I have devoted considerable space on this blog to Robert Whitaker’s 2010 “Anatomy of a of an Epidemic,” which posits that mental illness is on the rise because of psychiatric medications, rather than in spite of them. In reviewing Whitaker, I read the same studies he cited in his book and came to the conclusion that Whitaker had not made his case.

Nevertheless, I pointed out that Whitaker had made a very strong “case to answer.” In other words, until someone (presumably a psychiatrist with weighty credentials) made a convincing counter-argument (preferably in a point-by-by rebuttal), Whitaker’s thesis - whatever one’s misgivings - stood as the authority.

I also stated that Whitaker had initiated a conversation that we badly need to have. Whitaker was also very clear that he wanted to have this kind of discussion.  

To my dismay - and to the shame of psychiatry - that conversation never eventuated. Daniel Carlat of Tufts University in two blogs issued what was essentially a collegial light dusting, taking issue with Whitaker’s presentation of the evidence in a friendly sort of way, but hardly knocking any holes in his main arguments.

Andrew Nierenberg of Harvard purported to “rebut” and “refute” Anatomy of an Epidemic in response to a grand rounds Whitaker delivered at Mass General. The so-called rebuttal amounted to an irrational and high-volume hissy fit (one punctuated by totally unprofessional ad hominem attacks) that I could only characterize as “sick, very sick.”

A few commentators quibbled about Whitaker’s interpretation of the term, “Epidemic,” tossing in an ad hominem attack or two for good measure, but otherwise avoiding engagement.

That all changed last week with an article posted on the website of the Treatment Advocacy Center. Anatomy of a Non-Epidemic - A Review by DrTorrey, read the heading. “How Whitaker Got it Wrong,” read the subheading.

E Fuller Torrey (pictured above) has a way of getting a rise out of certain mental health advocates. Dr Torrey is the founder of the Treatment Advocacy Center (TAC), which pushes for aggressive outpatient treatment laws for those with severe mental illness. The issue is a hot-button one, and TAC and Torrey have come under considerable criticism for their position and their tactics (including from this writer).

But Torrey has paid Whitaker the ultimate compliment of intelligently and thoughtfully responding to Whitaker. Too often, in our focus on personalities, we lose sight of the issues. Advocates who should know better have elevated Whitaker to the status of cult hero who can do no wrong. This is a grave disservice to both Whitaker and the people we purport to serve.

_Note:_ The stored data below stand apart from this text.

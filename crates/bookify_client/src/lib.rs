// --- File: crates/bookify_client/src/lib.rs ---
// Declare modules within this crate
pub mod auth;
pub mod booking;
#[cfg(test)]
mod booking_test;
pub mod error;
pub mod fixtures;
pub mod http;
pub mod models;

// Re-export the client types and error for easier access
pub use auth::AuthClient;
pub use booking::BookingClient;
pub use error::BookingApiError;
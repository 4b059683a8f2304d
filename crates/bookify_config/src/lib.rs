use config::{Config, ConfigError, Environment, File};
use once_cell::sync::OnceCell;
use std::env;

pub mod models;
pub use models::*;

/// Default root of the booking API under test.
const DEFAULT_BASE_URL: &str = "https://restful-booker.herokuapp.com";

/// Loads the application configuration.
///
/// Sources are layered: built-in defaults, then an optional
/// `config/default.toml` file, then `BOOKIFY`-prefixed environment
/// variables (separator `__`, e.g. `BOOKIFY_AUTH__PASSWORD`).
pub fn load_config() -> Result<AppConfig, ConfigError> {
    ensure_dotenv_loaded();

    let config_dir = env::var("BOOKIFY_CONFIG_DIR").unwrap_or_else(|_| "config".to_string());
    let default_path = format!("{config_dir}/default");

    let builder = Config::builder()
        .set_default("base_url", DEFAULT_BASE_URL)?
        .set_default("auth.username", "admin")?
        .set_default("auth.password", "password123")?
        .set_default("http.timeout_seconds", 30_i64)?
        .add_source(File::with_name(&default_path).required(false))
        .add_source(Environment::with_prefix("BOOKIFY").separator("__"));

    builder.build()?.try_deserialize()
}

static INIT_DOTENV: OnceCell<()> = OnceCell::new();

/// Ensures `.env` is loaded into the environment variables exactly once.
///
/// A missing `.env` file is not an error; the environment simply stays
/// as the process received it.
pub fn ensure_dotenv_loaded() {
    INIT_DOTENV.get_or_init(|| {
        dotenv::dotenv().ok();
    });
}
//! Error types for the feed store.
//!
//! `FeedStoreError` covers failures of the underlying key-value media. The
//! per-operation errors (`RetrievalError`, `InsertionError`, `DeletionError`)
//! are what callers of the cache store see, and the codec errors
//! (`EncodingError`, `DecodingError`) describe why a snapshot could not be
//! turned into a blob or back.

use std::path::PathBuf;
use thiserror::Error;
use uuid::Uuid;

/// Error raised by a key-value medium.
#[derive(Debug, Error)]
pub enum FeedStoreError {
    // File system errors
    #[error("IO error at {path:?}: {message}")]
    Io {
        message: String,
        path: Option<PathBuf>,
        #[source]
        source: Option<std::io::Error>,
    },

    // Database errors
    #[error("Database error: {message}")]
    Database {
        message: String,
        #[source]
        source: Option<rusqlite::Error>,
    },

    #[error("Lock poisoned: {message}")]
    Lock { message: String },

    // Configuration errors
    #[error("Configuration error: {message}")]
    Config { message: String },

    #[error("{0}")]
    Other(String),
}

/// Result type alias for medium operations.
pub type Result<T> = std::result::Result<T, FeedStoreError>;

impl From<std::io::Error> for FeedStoreError {
    fn from(err: std::io::Error) -> Self {
        FeedStoreError::Io {
            message: err.to_string(),
            path: None,
            source: Some(err),
        }
    }
}

impl From<rusqlite::Error> for FeedStoreError {
    fn from(err: rusqlite::Error) -> Self {
        FeedStoreError::Database {
            message: err.to_string(),
            source: Some(err),
        }
    }
}

impl FeedStoreError {
    /// Create an IO error with path context.
    pub fn io_with_path(err: std::io::Error, path: impl Into<PathBuf>) -> Self {
        FeedStoreError::Io {
            message: err.to_string(),
            path: Some(path.into()),
            source: Some(err),
        }
    }

    /// Create a lock error from a poisoned guard.
    pub(crate) fn poisoned<E: std::fmt::Display>(what: &str, err: E) -> Self {
        FeedStoreError::Lock {
            message: format!("{}: {}", what, err),
        }
    }
}

/// A snapshot could not be serialized.
#[derive(Debug, Error)]
pub enum EncodingError {
    #[error("Image {id} has an unusable url: {url}")]
    InvalidUrl { id: Uuid, url: String },

    #[error("Failed to serialize feed record: {0}")]
    Json(#[from] serde_json::Error),
}

/// A stored blob is not a valid feed record.
#[derive(Debug, Error)]
pub enum DecodingError {
    #[error("Failed to parse feed record: {0}")]
    Json(#[from] serde_json::Error),

    #[error("Stored image {id} has an unusable url: {url}")]
    InvalidUrl { id: Uuid, url: String },
}

/// Failure delivered by `retrieve`.
///
/// An empty slot is never reported through this type.
#[derive(Debug, Error)]
pub enum RetrievalError {
    #[error("Cached feed is corrupted: {0}")]
    Corrupted(#[source] DecodingError),

    #[error("Failed to read cached feed: {0}")]
    Medium(#[source] FeedStoreError),
}

/// Failure delivered by `insert`. The previously stored value is left intact.
#[derive(Debug, Error)]
pub enum InsertionError {
    #[error("Failed to encode feed: {0}")]
    Encoding(#[source] EncodingError),

    #[error("Failed to write cached feed: {0}")]
    Medium(#[source] FeedStoreError),
}

/// Failure delivered by `delete`. Never raised just because the slot was empty.
#[derive(Debug, Error)]
pub enum DeletionError {
    #[error("Failed to delete cached feed: {0}")]
    Medium(#[source] FeedStoreError),
}

#[cfg(test)]
mod tests {
    use super::*;

    #[test]
    fn test_error_display() {
        let err = FeedStoreError::Config {
            message: "key must not be empty".into(),
        };
        assert_eq!(err.to_string(), "Configuration error: key must not be empty");
    }

    #[test]
    fn test_io_with_path_keeps_path() {
        let err = FeedStoreError::io_with_path(
            std::io::Error::new(std::io::ErrorKind::PermissionDenied, "denied"),
            "/cache/feed.blob",
        );
        match err {
            FeedStoreError::Io { path, source, .. } => {
                assert_eq!(path, Some(PathBuf::from("/cache/feed.blob")));
                assert!(source.is_some());
            }
            other => panic!("unexpected error: {:?}", other),
        }
    }

    #[test]
    fn test_operation_errors_expose_source() {
        use std::error::Error as _;

        let decode = serde_json::from_slice::<serde_json::Value>(b"{")
            .map_err(DecodingError::from)
            .unwrap_err();
        let err = RetrievalError::Corrupted(decode);
        assert!(err.to_string().starts_with("Cached feed is corrupted"));
        assert!(err.source().is_some());

        let err = DeletionError::Medium(FeedStoreError::Other("disk gone".into()));
        assert_eq!(err.to_string(), "Failed to delete cached feed: disk gone");
    }
}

Torrey, too, enjoys a certain cult following, particularly among first-generation NAMI parents, as well as villain status from a host of mental health advocates. We will discuss these matters in a future blog. But, for right now, let’s focus on the issues. Essentially, Torrey has shifted the whole discussion. He has convincingly answered Whitaker’s “case to answer.” This hardly means that Torrey is right and Whitaker is wrong. Indeed, a constructive synthesis would move the discussion to a new level, one that Whitaker and Torrey could easily agree upon - the need for some serious research.

In other words, if the scientific evidence is insufficient to either support Whitaker’s case or to rebut it, then let’s put some serious money into unearthing the evidence.

In future blog posts, we will explore point-by-point Dr Torrey’s responses to Whitaker. In the meantime, this disclosure: Dr Torrey wrote a very glowing back-cover blurb for my 2006 book, “Living Well with Depression and Bipolar Disorder.”  The blurb states: “Very helpful for those affected by bipolar disorder and their families ... I recommend this book enthusiastically.”

I have had no other involvement with Dr Torrey and none with the Treatment Advocacy Center.